A model of multidisciplinary professional development for health professionals in rural Canterbury, New ZealandSusan Bidwell 1 , Andrea Copeland 1
1 Pegasus Health (Charitable) Ltd, 401 Madras Street, Christchurch 8013, New Zealand
Correspondence to: Susan Bidwell, Pegasus Health (Charitable) Ltd, PO Box 741, Christchurch 8140, New Zealand. Email: firstname.lastname@example.org
Journal of Primary Health Care 9(4) 292-296 https://doi.org/10.1071/HC17049
Published: 12 December 2017
Journal Compilation © Royal New Zealand College of General Practitioners 2017.
This is an open access article licensed under a Creative Commons Attribution-NonCommercial-NoDerivatives 4.0 International License.
INTRODUCTION: Pegasus Health Charitable Ltd, a Christchurch Primary Health Organisation, is contracted by the Canterbury District Health Board to provide continuing professional development for primary care practitioners in the region. Rurally located health practitioners have largely been unable to participate because of the travel time and distances involved.
AIM: The initiative reported in this paper aimed to fill this gap by developing an accessible and high-quality multidisciplinary model of professional development for general practitioners, nurse practitioners, practice nurses and community pharmacists in rural areas of North Canterbury, New Zealand.
METHODS: A survey was conducted to learn from the experiences of 14 health professionals in an existing multidisciplinary group, which had developed as a local initiative in one rural community.

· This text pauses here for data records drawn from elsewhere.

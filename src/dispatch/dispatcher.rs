//! Central event handler
//!
//! Consumes assistant events strictly in delivery order, maintains the
//! conversation-readiness flag, and turns recognized transcripts into
//! actions. Action handlers run inline, so a slow handler holds up the
//! next event by design.

use std::io::IsTerminal;
use std::sync::atomic::{AtomicBool, Ordering};
use std::sync::Arc;

use tokio::sync::mpsc;
use tracing::{debug, error, info};

use crate::actions::{Actions, LightSwitch, SystemControl};
use crate::events::AssistantEvent;
use crate::hat::{ButtonListener, Status, StatusUi, Voice};
use crate::session::ConversationControl;

use super::command::classify;

/// Whether the main loop should keep consuming events
#[derive(Debug, Clone, Copy, PartialEq, Eq)]
#[must_use]
pub enum Flow {
    Continue,
    /// The engine reported an unrecoverable error; exit with status 1
    Fatal,
}

/// Whether a new conversation turn may currently be started
///
/// Written by the dispatcher on the event task, read by the button
/// trigger on its own context. True only between a ready transition and
/// the next turn start.
#[derive(Clone, Default)]
pub struct Readiness(Arc<AtomicBool>);

impl Readiness {
    pub fn set(&self, ready: bool) {
        self.0.store(ready, Ordering::Release);
    }

    pub fn get(&self) -> bool {
        self.0.load(Ordering::Acquire)
    }
}

/// Button-press handler: starts a conversation only when one may start
///
/// The readiness check debounces presses while a conversation is active
/// or the session is still initializing.
pub struct ButtonTrigger {
    readiness: Readiness,
    session: Arc<dyn ConversationControl>,
}

impl ButtonTrigger {
    pub fn new(readiness: Readiness, session: Arc<dyn ConversationControl>) -> Self {
        Self { readiness, session }
    }

    pub fn on_press(&self) {
        if self.readiness.get() {
            info!("button pressed, starting conversation");
            self.session.start_conversation();
        } else {
            debug!("button pressed while busy, ignoring");
        }
    }
}

/// Dispatches assistant events to status transitions and actions
pub struct Dispatcher<S, L, V> {
    status_ui: Arc<dyn StatusUi>,
    session: Arc<dyn ConversationControl>,
    actions: Actions<S, L, V>,
    button: ButtonListener,
    readiness: Readiness,
}

impl<S, L, V> Dispatcher<S, L, V>
where
    S: SystemControl,
    L: LightSwitch,
    V: Voice,
{
    pub fn new(
        status_ui: Arc<dyn StatusUi>,
        session: Arc<dyn ConversationControl>,
        actions: Actions<S, L, V>,
        button: ButtonListener,
    ) -> Self {
        Self {
            status_ui,
            session,
            actions,
            button,
            readiness: Readiness::default(),
        }
    }

    /// The shared readiness flag
    pub fn readiness(&self) -> Readiness {
        self.readiness.clone()
    }

    /// Consume events until the session ends or a fatal error arrives
    pub async fn run(&mut self, mut event_rx: mpsc::Receiver<AssistantEvent>) -> Flow {
        info!("dispatcher started");

        while let Some(event) = event_rx.recv().await {
            if self.handle(&event).await == Flow::Fatal {
                return Flow::Fatal;
            }
        }

        info!("event stream ended");
        Flow::Continue
    }

    /// Handle one event; called once per event in delivery order
    pub async fn handle(&mut self, event: &AssistantEvent) -> Flow {
        debug!(%event, "assistant event");

        match event {
            AssistantEvent::SessionStarted => {
                self.status_ui.status(Status::Ready);
                self.readiness.set(true);
                self.register_button();
                if std::io::stdout().is_terminal() {
                    println!(
                        "Say \"OK, Google\" or press the button, then speak. \
                         Press Ctrl+C to quit..."
                    );
                }
            }

            AssistantEvent::TurnStarted => {
                self.readiness.set(false);
                self.status_ui.status(Status::Listening);
            }

            AssistantEvent::SpeechRecognized { text } => {
                info!(%text, "you said");
                if let Some(command) = classify(text) {
                    info!(?command, "command recognized");
                    self.session.stop_conversation();
                    self.actions.run(command).await;
                }
            }

            AssistantEvent::EndOfUtterance => {
                self.status_ui.status(Status::Thinking);
            }

            AssistantEvent::TurnFinished
            | AssistantEvent::TurnTimeout
            | AssistantEvent::NoResponse => {
                self.status_ui.status(Status::Ready);
                self.readiness.set(true);
            }

            AssistantEvent::AssistantError { is_fatal } => {
                if *is_fatal {
                    error!("assistant reported a fatal error");
                    return Flow::Fatal;
                }
                debug!("assistant reported a recoverable error");
            }

            AssistantEvent::Other => {}
        }

        Flow::Continue
    }

    /// Register the button-press callback; idempotent across session starts
    fn register_button(&self) {
        let trigger = ButtonTrigger::new(self.readiness.clone(), Arc::clone(&self.session));
        self.button.on_press(move || trigger.on_press());
    }
}
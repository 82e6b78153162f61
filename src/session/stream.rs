//! Session traits and the JSON-lines adapter
//!
//! `JsonLinesSession` reads one JSON-encoded event per line, which is how
//! the engine shim on the device hands events to this daemon and how
//! integration tests drive it.

use std::io::BufRead;
use std::path::Path;
use std::sync::Mutex;

use anyhow::{Context, Result};
use tracing::{debug, info, warn};

use crate::events::AssistantEvent;

/// Conversation controls exposed by the assistant session
///
/// Shared between the dispatcher (stop) and the button trigger (start),
/// so implementations must be callable from either context.
pub trait ConversationControl: Send + Sync {
    /// Begin a new conversation turn, as if the hotword had fired
    fn start_conversation(&self);

    /// Cut the current turn short, discarding the engine's response
    fn stop_conversation(&self);
}

/// Blocking source of assistant events
///
/// `next_event` blocks until the engine yields; `None` means the engine
/// ended the session. Takes `&self` because the session handle is shared
/// with the conversation-control callers.
pub trait EventSource: Send + Sync {
    fn next_event(&self) -> Result<Option<AssistantEvent>>;
}

/// Session adapter reading line-delimited JSON events
pub struct JsonLinesSession<R> {
    reader: Mutex<R>,
}

impl<R: BufRead> JsonLinesSession<R> {
    /// Construct a session from a credentials file and an event stream
    ///
    /// The credential material is opaque to the daemon; only its presence
    /// is checked before the engine is handed the path.
    pub fn new(credentials: &Path, reader: R) -> Result<Self> {
        if !credentials.exists() {
            anyhow::bail!("assistant credentials not found at {credentials:?}");
        }
        info!(?credentials, "assistant session created");

        Ok(Self {
            reader: Mutex::new(reader),
        })
    }
}

impl<R: BufRead + Send> EventSource for JsonLinesSession<R> {
    fn next_event(&self) -> Result<Option<AssistantEvent>> {
        let mut reader = self.reader.lock().expect("session reader poisoned");

        loop {
            let mut line = String::new();
            let n = reader
                .read_line(&mut line)
                .context("failed to read event stream")?;
            if n == 0 {
                return Ok(None);
            }

            let line = line.trim();
            if line.is_empty() {
                continue;
            }

            match serde_json::from_str(line) {
                Ok(event) => return Ok(Some(event)),
                Err(e) => {
                    warn!(?e, line, "discarding malformed event");
                }
            }
        }
    }
}

impl<R: Send> ConversationControl for JsonLinesSession<R> {
    fn start_conversation(&self) {
        debug!("start_conversation requested");
    }

    fn stop_conversation(&self) {
        debug!("stop_conversation requested");
    }
}
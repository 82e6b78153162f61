//! Status indicator seam
//!
//! The physical indicator (LED ring on the Voice HAT) is driven by the
//! hardware helper; the daemon only signals which state to render.

use std::path::Path;

use tracing::info;

/// Human-visible assistant states rendered by the indicator
#[derive(Debug, Clone, Copy, PartialEq, Eq)]
pub enum Status {
    /// Waiting for the hotword or a button press
    Ready,
    /// A conversation turn is active and the microphone is open
    Listening,
    /// The engine is processing the utterance
    Thinking,
}

impl std::fmt::Display for Status {
    fn fmt(&self, f: &mut std::fmt::Formatter<'_>) -> std::fmt::Result {
        match self {
            Status::Ready => write!(f, "ready"),
            Status::Listening => write!(f, "listening"),
            Status::Thinking => write!(f, "thinking"),
        }
    }
}

/// Renders assistant state for the user
pub trait StatusUi: Send + Sync {
    /// Switch the indicator to the given state
    fn status(&self, status: Status);

    /// Set the audio cue played when the hotword triggers
    fn set_trigger_sound_wave(&self, path: &Path);
}

/// Status UI that renders transitions as log lines
///
/// Stands in for the LED driver when running off-device.
pub struct LogStatusUi;

impl StatusUi for LogStatusUi {
    fn status(&self, status: Status) {
        info!(%status, "indicator");
    }

    fn set_trigger_sound_wave(&self, path: &Path) {
        info!(?path, "trigger sound configured");
    }
}
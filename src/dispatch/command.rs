//! Spoken command grammar
//!
//! Classification is a pure function of the transcript: an ordered rule
//! list evaluated top-down, stopping at the first match. Exact phrases
//! come first, substring rules after, so "power off now" matches nothing
//! while "turn the light on please" still switches the light.

use std::sync::OnceLock;

use regex::Regex;
use tracing::warn;

/// The closed set of commands this assistant reacts to
#[derive(Debug, Clone, Copy, PartialEq, Eq)]
pub enum Command {
    PowerOff,
    Reboot,
    SayIp,
    LightOn,
    LightOff,
    /// Dim level in 0..=100
    LightLevel(u8),
}

fn percent_pattern() -> &'static Regex {
    static PATTERN: OnceLock<Regex> = OnceLock::new();
    PATTERN.get_or_init(|| Regex::new(r"[0-9]+%").expect("percent pattern is valid"))
}

/// Classify a transcript into at most one command
///
/// Matching is case-insensitive; at most one command fires per utterance.
pub fn classify(transcript: &str) -> Option<Command> {
    let text = transcript.to_lowercase();

    if text == "power off" {
        return Some(Command::PowerOff);
    }
    if text == "reboot" {
        return Some(Command::Reboot);
    }
    if text == "ip address" {
        return Some(Command::SayIp);
    }

    if text.contains("light") {
        if let Some(m) = percent_pattern().find(&text) {
            return parse_level(m.as_str());
        }
        if text.contains("on") {
            return Some(Command::LightOn);
        }
        if text.contains("off") {
            return Some(Command::LightOff);
        }
    }

    None
}

/// Parse the digits of a `<digits>%` match, clamped to 0..=100
///
/// The pattern guarantees at least one digit, but absurdly long runs can
/// still overflow the parse; those are dropped rather than acted on.
fn parse_level(matched: &str) -> Option<Command> {
    let digits = matched.trim_end_matches('%');
    match digits.parse::<u64>() {
        Ok(level) => Some(Command::LightLevel(level.min(100) as u8)),
        Err(_) => {
            warn!(%matched, "unparseable light level, ignoring");
            None
        }
    }
}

RESULTS: The survey had an 86% response rate. All respondents believed the multidisciplinary format worked well, had improved collaborative working and increased the consistency of patient care. Access to professional development had improved and the meetings provided a useful forum for the mostly part-time staff to interact as a group. The main caution noted was the potential to become inward looking without being exposed to fresh ideas from other practices.
DISCUSSION: The multidisciplinary model was considered workable and valuable by the survey respondents. Based on our findings, the multidisciplinary model has been formalised by the Pegasus team responsible, and three new groups are now operating successfully in rural areas of North Canterbury.